That deeper sense of dislocation is evident when Man-su attends a support group in the immediate aftermath of his layoff. A smiling instructor offers only vague psychobabble and physical exercises to assure the men of their self-worth and prospects. Rather than assuage Man-su’s fears, it further radicalizes him. When the head honchos of giant corporations offer nothing but platitudes that there is “no other choice” but to sacrifice their laborers at the altar of profits, it only makes sense that workers would eventually apply that ruthless market logic of scarcity to each other.
Man-su is not necessarily lying to his family when he tells them he disappears for long stretches to “difficult job interviews” or that he’s “fighting a war” for them. “No Other Choice” is at its best when it fuses the macabre and the mundane in similar fashions. Director Park expertly fuses genres, navigating deftly between broad satire and taut thriller while always maintaining a grounding in the humanity of his characters. A hearty helping of gallows humor delivered with a marvelously mordant twist by the talented acting ensemble also cuts across both modes of filmmaking.

Yet Park’s screenplay (which also boasts cowriting credits from Don McKellar, Lee Kyoung-mi, and Lee Ja-hye) poses the biggest obstacle to the film feeling as smooth and slick to understand as it is to watch. It’s got a lot of characters to juggle since Man-su does not move down his list of targets in a neatly compartmentalized way like The Bride in “Kill Bill.” He’s keeping many prospects active, ranging from the coping layabout Bummo (Lee Sung-min) to the smiling shoe salesman Sijo (Cha Seung-won), all while negotiating family care with his resilient wife Miri (Son Ye-jin).

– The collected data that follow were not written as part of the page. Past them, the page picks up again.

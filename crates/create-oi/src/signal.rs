//! Safe shutdown on process-termination signals
//!
//! On SIGINT/SIGTERM the robot must not be left powered in an active mode.
//! A watcher thread sends the same Start-then-Stop sequence as `disconnect`
//! before the process dies. This is best-effort cleanup racing process
//! teardown: the wait on the link is bounded so the handler can never hang
//! the exit.

use std::io;
use std::sync::TryLockError;
use std::thread::JoinHandle;
use std::time::{Duration, Instant};

use signal_hook::consts::{SIGINT, SIGTERM};
use signal_hook::iterator::backend::Handle;
use signal_hook::iterator::Signals;
use signal_hook::low_level;
use tracing::{info, warn};

use crate::driver::SharedLink;
use crate::opcode::Opcode;

const SIGNAL_LOCK_BUDGET: Duration = Duration::from_millis(500);

/// Watches for termination signals and forces the robot to a safe state.
///
/// Installed once per driver instance on the first connect; torn down when
/// the driver is dropped.
pub(crate) struct SignalWatcher {
    handle: Option<Handle>,
    thread: Option<JoinHandle<()>>,
}

impl SignalWatcher {
    pub fn new() -> Self {
        Self {
            handle: None,
            thread: None,
        }
    }

    /// Register for SIGINT/SIGTERM. No-op if already installed.
    pub fn install(&mut self, link: SharedLink) -> io::Result<()> {
        if self.thread.is_some() {
            return Ok(());
        }

        let mut signals = Signals::new([SIGINT, SIGTERM])?;
        self.handle = Some(signals.handle());

        let thread = std::thread::Builder::new()
            .name("oi-signal-watcher".to_string())
            .spawn(move || {
                for sig in signals.forever() {
                    info!("received signal {}, stopping robot before exit", sig);
                    safe_stop(&link);
                    let _ = low_level::emulate_default_handler(sig);
                }
            })?;
        self.thread = Some(thread);
        Ok(())
    }
}

impl Drop for SignalWatcher {
    fn drop(&mut self) {
        if let Some(handle) = self.handle.take() {
            handle.close();
        }
        if let Some(thread) = self.thread.take() {
            let _ = thread.join();
        }
    }
}

/// Send Start then Stop on the link, if one is open.
///
/// Uses `try_lock` with a deadline rather than a blocking lock: if another
/// thread holds the link past the budget, the stop is skipped and teardown
/// proceeds anyway.
fn safe_stop(link: &SharedLink) {
    let deadline = Instant::now() + SIGNAL_LOCK_BUDGET;
    loop {
        match link.try_lock() {
            Ok(mut guard) => {
                if let Some(link) = guard.as_mut() {
                    let _ = link.write_all(&[u8::from(Opcode::Start)]);
                    let _ = link.write_all(&[u8::from(Opcode::Stop)]);
                    let _ = link.flush();
                }
                return;
            }
            Err(TryLockError::Poisoned(poisoned)) => {
                let mut guard = poisoned.into_inner();
                if let Some(link) = guard.as_mut() {
                    let _ = link.write_all(&[u8::from(Opcode::Start)]);
                    let _ = link.write_all(&[u8::from(Opcode::Stop)]);
                    let _ = link.flush();
                }
                return;
            }
            Err(TryLockError::WouldBlock) => {
                if Instant::now() >= deadline {
                    warn!("link busy during signal shutdown, skipping safe stop");
                    return;
                }
                std::thread::sleep(Duration::from_millis(10));
            }
        }
    }
}

#[cfg(test)]
mod tests {
    use super::*;
    use crate::link::SerialLink;
    use crate::mock::MockLink;
    use std::sync::{Arc, Mutex};

    #[test]
    fn test_safe_stop_sends_start_then_stop() {
        let mock = MockLink::new();
        let boxed: Box<dyn SerialLink> = Box::new(mock.clone());
        let link: SharedLink = Arc::new(Mutex::new(Some(boxed)));

        safe_stop(&link);

        assert_eq!(mock.get_written(), vec![128, 173]);
    }

    #[test]
    fn test_safe_stop_without_link_is_noop() {
        let link: SharedLink = Arc::new(Mutex::new(None));
        // Must return promptly and not panic.
        safe_stop(&link);
    }
}
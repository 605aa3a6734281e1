//! # create-oi
//!
//! Serial driver for the iRobot Create 2 Open Interface (OI).
//!
//! This crate owns the connection lifecycle for a single point-to-point
//! serial link to the robot:
//! - opening and configuring the physical port (8N1, no flow control),
//! - a bounded-retry handshake that proves sensor data is actually flowing
//!   before `connect` succeeds,
//! - a dedicated background reader thread that feeds the byte stream to a
//!   caller-supplied packet decoder,
//! - fail-safe shutdown: the robot is forced back into Passive mode and
//!   stopped before the port is closed, on explicit `disconnect`, on drop,
//!   and on SIGINT/SIGTERM.
//!
//! The packet grammar itself is not implemented here. Callers supply a
//! [`PacketDecoder`] that consumes one byte at a time and reports when a
//! complete packet batch has been validated.
//!
//! ## Example
//!
//! ```rust,ignore
//! use create_oi::{Connection, SharedDecoder};
//! use std::sync::{Arc, Mutex};
//!
//! let decoder: SharedDecoder = Arc::new(Mutex::new(my_decoder));
//! let mut conn = Connection::new(Some(decoder));
//! conn.connect("/dev/ttyUSB0", create_oi::DEFAULT_BAUD_RATE, None)?;
//! // ... drive the robot ...
//! conn.disconnect();
//! ```

#![warn(missing_docs)]

use std::time::Duration;

mod decoder;
mod driver;
mod error;
mod link;
pub mod mock;
mod opcode;
mod reader;
mod signal;

pub use decoder::{PacketDecoder, SharedDecoder};
pub use driver::{Connection, ConnectionState, PacketCallback};
pub use error::{DriverError, Result};
pub use link::{open_link, SerialLink, SerialPortLink};
pub use opcode::Opcode;

/// Baud rate of the Create 2 OI serial protocol.
///
/// The robot speaks at a fixed rate; connecting at any other rate means the
/// handshake never completes.
pub const DEFAULT_BAUD_RATE: u32 = 115_200;

/// Per-attempt wait for the first validated packet during the handshake.
pub const HANDSHAKE_ATTEMPT_TIMEOUT: Duration = Duration::from_millis(500);

/// Number of handshake attempts before `connect` gives up.
pub const HANDSHAKE_MAX_ATTEMPTS: u32 = 10;

/// Settle time after opening the physical port, before any traffic.
///
/// Opening the port toggles control lines; the robot needs a moment before
/// it accepts OI commands reliably.
pub const PORT_SETTLE_DELAY: Duration = Duration::from_millis(1000);

/// Read timeout on the link; also bounds how long `stop` waits for the
/// reader thread to notice the stop flag.
pub(crate) const READ_POLL_TIMEOUT: Duration = Duration::from_millis(100);

/// Library version
pub const VERSION: &str = env!("CARGO_PKG_VERSION");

The editing prowess of Kim Sang-beom and Kim Ho-bin goes a long way in evening out some of the choppy plot machinations of “No Other Choice.” To some extent, it only makes sense that a story built around such a ludicrous escalation of a common life event does not need to follow ruthless logic. The film boasts some ingenious parallel editing and immaculate match cuts that help to solidify the thematic connections that unite multiple narrative strands.
While “No Other Choice” might be missing some string to connect the pearls, the gems are big and shine brightly. Its centerpiece kill sequences feature some of Park’s most dazzling technical filmmaking spectacles yet. Few working filmmakers have such effortless command over composition and lighting. And building on his fantastic work with cinematographer Kim Woo-hyung on 2022’s “Decision to Leave,” he pushes the visual language of shooting people interacting with technology in even more exciting directions.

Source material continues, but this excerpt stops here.